You are viewing a plain text version of this content. The canonical link for it is here.
Posted to dev@poi.apache.org by bu...@apache.org on 2009/08/12 12:14:34 UTC
DO NOT REPLY [Bug 47685] New: extracting text from xls files fails
https://issues.apache.org/bugzilla/show_bug.cgi?id=47685
Summary: extracting text from xls files fails
Product: POI
Version: 3.2-FINAL
Platform: PC
OS/Version: Windows Vista
Status: NEW
Severity: normal
Priority: P2
Component: HSSF
AssignedTo: dev@poi.apache.org
ReportedBy: christiaan.fluit@aduna-software.com
--- Comment #0 from Christiaan Fluit <ch...@aduna-software.com> 2009-08-12 03:14:31 PDT ---
I have a couple of xls files that result in exceptions when I try to extract
their text. POI 3.2-FINAL gives the following stacktrace:
org.apache.poi.hssf.record.RecordFormatException: Unable to construct record
instance
at
org.apache.poi.hssf.record.RecordFactory.createRecord(RecordFactory.java:186)
at
org.apache.poi.hssf.record.RecordFactory.createRecords(RecordFactory.java:328)
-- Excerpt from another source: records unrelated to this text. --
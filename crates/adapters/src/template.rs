//! A small `{{variable}}`-substitution template engine.
//!
//! No registry crate (handlebars/tera/minijinja/askama) is pulled in here:
//! none of the reference corpus this workspace is grounded on depends on one,
//! and the substitution rule spec.md needs — replace `{{name}}` with a
//! variable, leave unknown placeholders untouched — does not warrant one.

use notifyhub_domain::MessageFormat;
use notifyhub_ports::BoxFuture;
use notifyhub_ports::TemplateEngine;
use notifyhub_shared::{ErrorCode, ErrorEnvelope, RequestContext, Result};
use std::collections::HashMap;

/// Renders `{{variable}}` placeholders by substitution, leaving any
/// placeholder with no matching variable untouched in the output.
#[derive(Debug, Clone, Copy, Default)]
pub struct SimpleTemplateEngine;

fn render_str(template_text: &str, variables: &HashMap<String, String>) -> String {
    let mut output = String::with_capacity(template_text.len());
    let mut rest = template_text;
    while let Some(start) = rest.find("{{") {
        output.push_str(&rest[..start]);
        let after_open = &rest[start + 2..];
        if let Some(end) = after_open.find("}}") {
            let name = after_open[..end].trim();
            match variables.get(name) {
                Some(value) => output.push_str(value),
                None => {
                    output.push_str("{{");
                    output.push_str(&after_open[..end]);
                    output.push_str("}}");
                },
            }
            rest = &after_open[end + 2..];
        } else {
            output.push_str("{{");
            rest = after_open;
        }
    }
    output.push_str(rest);
    output
}

impl TemplateEngine for SimpleTemplateEngine {
    fn render<'a>(
        &'a self,
        ctx: &'a RequestContext,
        template_text: &'a str,
        variables: &'a HashMap<String, String>,
    ) -> BoxFuture<'a, Result<String>> {
        Box::pin(async move {
            ctx.ensure_not_cancelled("template.render")?;
            Ok(render_str(template_text, variables))
        })
    }

    fn validate(&self, template_text: &str, format: &MessageFormat) -> Result<()> {
        let mut depth = 0usize;
        let mut chars = template_text.char_indices().peekable();
        while let Some((index, ch)) = chars.next() {
            if ch == '{' && template_text[index..].starts_with("{{") {
                depth += 1;
                chars.next();
            } else if ch == '}' && template_text[index..].starts_with("}}") {
                if depth == 0 {
                    return Err(ErrorEnvelope::expected(ErrorCode::validation(), "unmatched '}}' in template"));
                }
                depth -= 1;
                chars.next();
            }
        }
        if depth != 0 {
            return Err(ErrorEnvelope::expected(ErrorCode::validation(), "unmatched '{{' in template"));
        }
        if let MessageFormat::Card { payload } = format {
            if !payload.is_object() {
                return Err(ErrorEnvelope::expected(ErrorCode::validation(), "card payload must be a JSON object"));
            }
        }
        Ok(())
    }
}
//! Template engine boundary contract.
//!
//! Consumed only by the message-builder path, never by the core dispatch
//! loop: its output feeds a `Message`'s title/body before the message is
//! built, so validation failures surface at build time, not mid-delivery.

use crate::BoxFuture;
use notifyhub_domain::MessageFormat;
use notifyhub_shared::{Result, RequestContext};
use std::collections::HashMap;

/// Boundary contract for rendering message templates.
pub trait TemplateEngine: Send + Sync {
    /// Render `template_text` against `variables`.
    fn render<'a>(
        &'a self,
        ctx: &'a RequestContext,
        template_text: &'a str,
        variables: &'a HashMap<String, String>,
    ) -> BoxFuture<'a, Result<String>>;

    /// Validate that `template_text` is well-formed for the given `format`.
    ///
    /// # Errors
    /// Returns an error describing the first malformed construct found.
    fn validate(&self, template_text: &str, format: &MessageFormat) -> Result<()>;
}
//! Contract-style tests for port traits using in-memory test doubles.

use notifyhub_ports::{Logger, PersistedQueueItem, PlatformAdapter, QueueBackend};
use notifyhub_shared::{RequestContext, Result};
use notifyhub_testkit::in_memory::{
    message_fixture, InMemoryQueueBackend, MockPlatformAdapter, MockSendOutcome, RecordingLogger,
};
use std::time::SystemTime;

#[tokio::test]
async fn platform_adapter_contract_smoke() -> Result<()> {
    let ctx = RequestContext::new_request();
    let adapter = MockPlatformAdapter::new("webhook");
    let message = message_fixture("webhook");

    adapter.health(&ctx).await?;

    let results = adapter.send(&ctx, &message, &message.targets).await?;
    assert_eq!(results.len(), 1);
    assert!(results[0].success);

    adapter.shutdown(&ctx).await?;
    Ok(())
}

#[tokio::test]
async fn platform_adapter_contract_surfaces_adapter_errors() -> Result<()> {
    let ctx = RequestContext::new_request();
    let adapter = MockPlatformAdapter::new("webhook");
    adapter
        .push_outcome(MockSendOutcome::AdapterError {
            error: "credentials rejected".to_string(),
            retriable: false,
        })
        .await;
    let message = message_fixture("webhook");

    let outcome = adapter.send(&ctx, &message, &message.targets).await;
    assert!(outcome.is_err());
    Ok(())
}

#[tokio::test]
async fn queue_backend_contract_smoke() -> Result<()> {
    let ctx = RequestContext::new_request();
    let backend = InMemoryQueueBackend::new();
    let message = message_fixture("webhook");

    assert_eq!(backend.size(&ctx).await?, 0);

    backend
        .enqueue(
            &ctx,
            PersistedQueueItem {
                message_id: message.id.clone(),
                payload: b"hello".to_vec(),
                priority: message.priority,
                queued_at: SystemTime::now(),
                batch_id: None,
            },
        )
        .await?;

    assert_eq!(backend.size(&ctx).await?, 1);
    let item = backend.dequeue(&ctx).await?;
    assert_eq!(item.message_id, message.id);

    backend.close(&ctx).await?;
    assert!(backend.dequeue(&ctx).await.is_err());
    Ok(())
}

#[test]
fn recording_logger_does_not_panic() {
    let logger = RecordingLogger::default();
    let child = logger.child(Default::default());
    child.info("from child", None);
    assert!(logger.events().is_empty());
}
at org.apache.poi.hssf.usermodel.HSSFWorkbook.<init>(HSSFWorkbook.java:271)
at org.apache.poi.hssf.usermodel.HSSFWorkbook.<init>(HSSFWorkbook.java:196)
at org.apache.poi.hssf.usermodel.HSSFWorkbook.<init>(HSSFWorkbook.java:178)
at [proprietary code trace]
Caused by: java.lang.ArrayIndexOutOfBoundsException
at
org.apache.poi.hssf.record.RecordInputStream.checkRecordPosition(RecordInputStream.java:142)
at
org.apache.poi.hssf.record.RecordInputStream.readByte(RecordInputStream.java:151)
at org.apache.poi.hssf.record.MMSRecord.<init>(MMSRecord.java:46)
at sun.reflect.NativeConstructorAccessorImpl.newInstance0(Native Method)
at
sun.reflect.NativeConstructorAccessorImpl.newInstance(NativeConstructorAccessorImpl.java:39)
at
sun.reflect.DelegatingConstructorAccessorImpl.newInstance(DelegatingConstructorAccessorImpl.java:27)
at java.lang.reflect.Constructor.newInstance(Constructor.java:513)
at
org.apache.poi.hssf.record.RecordFactory.createRecord(RecordFactory.java:184)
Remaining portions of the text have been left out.